§ **EXTRACTED MATERIAL**
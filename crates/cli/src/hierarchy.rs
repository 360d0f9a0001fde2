use crate::view::render_hierarchy;
use docscope_core::{DocConfig, RelationGraph};
use std::path::PathBuf;

pub fn run(config: DocConfig, paths: &[PathBuf]) -> Result<(), Box<dyn std::error::Error>> {
    let output = crate::generate(config, paths)?;
    let graph = RelationGraph::from_table(&output.table);
    for line in render_hierarchy(&graph.class_hierarchy()) {
        println!("{line}");
    }
    Ok(())
}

§ **WHAT TO DO**
Reproduce the whole listing without changing anything.

§ **ANSWER SECTION**
filename crates/cli/src/hierarchy.rs
repository 360d0f9a0001fde2
use crate::view::render_hierarchy;
use docscope_core::{DocConfig, RelationGraph};
use std::path::PathBuf;

pub fn run(config: DocConfig, paths: &[PathBuf]) -> Result<(), Box<dyn std::error::Error>> {
    let output = crate::generate(config, paths)?;
    let graph = RelationGraph::from_table(&output.table);
    for line in render_hierarchy(&graph.class_hierarchy()) {
        println!("{line}");
    }
    Ok(())
}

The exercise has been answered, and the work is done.